Stored data:
===============

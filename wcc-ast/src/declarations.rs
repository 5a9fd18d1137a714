//! Declarations, initializers, and the translation-unit root

use crate::expressions::Expression;
use crate::statements::BlockItem;
use crate::types::{DataType, EnumMember};
use serde::{Deserialize, Serialize};
use std::fmt;
use wcc_common::SourceSpan;

/// Storage class specifiers as written in the source; the processor rejects
/// more than one per declaration
#[derive(Debug, Clone, Copy, PartialEq, Eq, Hash, Serialize, Deserialize)]
pub enum StorageClassSpecifier {
    Typedef,
    Extern,
    Static,
    Auto,
    Register,
}

impl fmt::Display for StorageClassSpecifier {
    fn fmt(&self, f: &mut fmt::Formatter<'_>) -> fmt::Result {
        let name = match self {
            StorageClassSpecifier::Typedef => "typedef",
            StorageClassSpecifier::Extern => "extern",
            StorageClassSpecifier::Static => "static",
            StorageClassSpecifier::Auto => "auto",
            StorageClassSpecifier::Register => "register",
        };
        write!(f, "{}", name)
    }
}

/// A declaration as parsed: raw specifier list plus zero or more declarators.
/// A declaration with no declarators may still define a struct or enum tag.
#[derive(Debug, Clone, PartialEq, Serialize, Deserialize)]
pub struct Declaration {
    pub storage_classes: Vec<StorageClassSpecifier>,
    /// The written base type; `None` when the source omitted a type specifier
    pub type_specifier: Option<DataType>,
    pub declarators: Vec<InitDeclarator>,
    pub span: SourceSpan,
}

impl Declaration {
    /// A plain single-variable declaration, for synthesized nodes and tests
    pub fn variable(name: &str, data_type: DataType, initializer: Option<Initializer>) -> Self {
        Self {
            storage_classes: Vec::new(),
            type_specifier: Some(data_type.clone()),
            declarators: vec![InitDeclarator {
                name: name.to_string(),
                data_type,
                initializer,
                span: SourceSpan::dummy(),
            }],
            span: SourceSpan::dummy(),
        }
    }
}

/// One declarator with its fully derived type and optional initializer
#[derive(Debug, Clone, PartialEq, Serialize, Deserialize)]
pub struct InitDeclarator {
    pub name: String,
    pub data_type: DataType,
    pub initializer: Option<Initializer>,
    pub span: SourceSpan,
}

/// A parsed initializer: a single expression or a brace-enclosed list,
/// nested arbitrarily
#[derive(Debug, Clone, PartialEq, Serialize, Deserialize)]
pub enum Initializer {
    Single(Box<Expression>),
    List(Vec<Initializer>),
}

/// A named function parameter
#[derive(Debug, Clone, PartialEq, Serialize, Deserialize)]
pub struct Parameter {
    pub name: Option<String>,
    pub data_type: DataType,
    pub span: SourceSpan,
}

/// A function definition (prototypes are ordinary declarations with a
/// function-typed declarator)
#[derive(Debug, Clone, PartialEq, Serialize, Deserialize)]
pub struct FunctionDefinition {
    pub name: String,
    pub return_type: DataType,
    pub parameters: Vec<Parameter>,
    pub body: Vec<BlockItem>,
    pub span: SourceSpan,
}

/// A standalone enum declaration, `enum tag { ... };`
#[derive(Debug, Clone, PartialEq, Serialize, Deserialize)]
pub struct EnumDeclaration {
    pub tag: Option<String>,
    pub members: Vec<EnumMember>,
    pub span: SourceSpan,
}

/// A top-level item of the translation unit
#[derive(Debug, Clone, PartialEq, Serialize, Deserialize)]
pub enum TopLevelItem {
    Function(FunctionDefinition),
    Declaration(Declaration),
    EnumDeclaration(EnumDeclaration),
}

/// The root the parser hands to the processor
#[derive(Debug, Clone, PartialEq, Serialize, Deserialize)]
pub struct TranslationUnit {
    /// Modules named by the flat include list of the source file
    pub included_modules: Vec<String>,
    pub items: Vec<TopLevelItem>,
}

impl TranslationUnit {
    pub fn new(items: Vec<TopLevelItem>) -> Self {
        Self {
            included_modules: Vec::new(),
            items,
        }
    }

    pub fn with_modules(mut self, modules: Vec<String>) -> Self {
        self.included_modules = modules;
        self
    }
}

===============

== Exercise ==
Print every record above exactly as written.

== Response to this exercise ==
filename wcc-ast/src/declarations.rs
repository 5a9fd18d1137a714
//! Declarations, initializers, and the translation-unit root

use crate::expressions::Expression;
use crate::statements::BlockItem;
use crate::types::{DataType, EnumMember};
use serde::{Deserialize, Serialize};
use std::fmt;
use wcc_common::SourceSpan;

/// Storage class specifiers as written in the source; the processor rejects
/// more than one per declaration
#[derive(Debug, Clone, Copy, PartialEq, Eq, Hash, Serialize, Deserialize)]
pub enum StorageClassSpecifier {
    Typedef,
    Extern,
    Static,
    Auto,
    Register,
}

impl fmt::Display for StorageClassSpecifier {
    fn fmt(&self, f: &mut fmt::Formatter<'_>) -> fmt::Result {
        let name = match self {
            StorageClassSpecifier::Typedef => "typedef",
            StorageClassSpecifier::Extern => "extern",
            StorageClassSpecifier::Static => "static",
            StorageClassSpecifier::Auto => "auto",
            StorageClassSpecifier::Register => "register",
        };
        write!(f, "{}", name)
    }
}

/// A declaration as parsed: raw specifier list plus zero or more declarators.
/// A declaration with no declarators may still define a struct or enum tag.
#[derive(Debug, Clone, PartialEq, Serialize, Deserialize)]
pub struct Declaration {
    pub storage_classes: Vec<StorageClassSpecifier>,
    /// The written base type; `None` when the source omitted a type specifier
    pub type_specifier: Option<DataType>,
    pub declarators: Vec<InitDeclarator>,
    pub span: SourceSpan,
}

impl Declaration {
    /// A plain single-variable declaration, for synthesized nodes and tests
    pub fn variable(name: &str, data_type: DataType, initializer: Option<Initializer>) -> Self {
        Self {
            storage_classes: Vec::new(),
            type_specifier: Some(data_type.clone()),
            declarators: vec![InitDeclarator {
                name: name.to_string(),
                data_type,
                initializer,
                span: SourceSpan::dummy(),
            }],
            span: SourceSpan::dummy(),
        }
    }
}

/// One declarator with its fully derived type and optional initializer
#[derive(Debug, Clone, PartialEq, Serialize, Deserialize)]
pub struct InitDeclarator {
    pub name: String,
    pub data_type: DataType,
    pub initializer: Option<Initializer>,
    pub span: SourceSpan,
}

/// A parsed initializer: a single expression or a brace-enclosed list,
/// nested arbitrarily
#[derive(Debug, Clone, PartialEq, Serialize, Deserialize)]
pub enum Initializer {
    Single(Box<Expression>),
    List(Vec<Initializer>),
}

/// A named function parameter
#[derive(Debug, Clone, PartialEq, Serialize, Deserialize)]
pub struct Parameter {
    pub name: Option<String>,
    pub data_type: DataType,
    pub span: SourceSpan,
}

/// A function definition (prototypes are ordinary declarations with a
/// function-typed declarator)
#[derive(Debug, Clone, PartialEq, Serialize, Deserialize)]
pub struct FunctionDefinition {
    pub name: String,
    pub return_type: DataType,
    pub parameters: Vec<Parameter>,
    pub body: Vec<BlockItem>,
    pub span: SourceSpan,
}

/// A standalone enum declaration, `enum tag { ... };`
#[derive(Debug, Clone, PartialEq, Serialize, Deserialize)]
pub struct EnumDeclaration {
    pub tag: Option<String>,
    pub members: Vec<EnumMember>,
    pub span: SourceSpan,
}

/// A top-level item of the translation unit
#[derive(Debug, Clone, PartialEq, Serialize, Deserialize)]
pub enum TopLevelItem {
    Function(FunctionDefinition),
    Declaration(Declaration),
    EnumDeclaration(EnumDeclaration),
}

/// The root the parser hands to the processor
#[derive(Debug, Clone, PartialEq, Serialize, Deserialize)]
pub struct TranslationUnit {
    /// Modules named by the flat include list of the source file
    pub included_modules: Vec<String>,
    pub items: Vec<TopLevelItem>,
}

impl TranslationUnit {
    pub fn new(items: Vec<TopLevelItem>) -> Self {
        Self {
            included_modules: Vec::new(),
            items,
        }
    }

    pub fn with_modules(mut self, modules: Vec<String>) -> Self {
        self.included_modules = modules;
        self
    }
}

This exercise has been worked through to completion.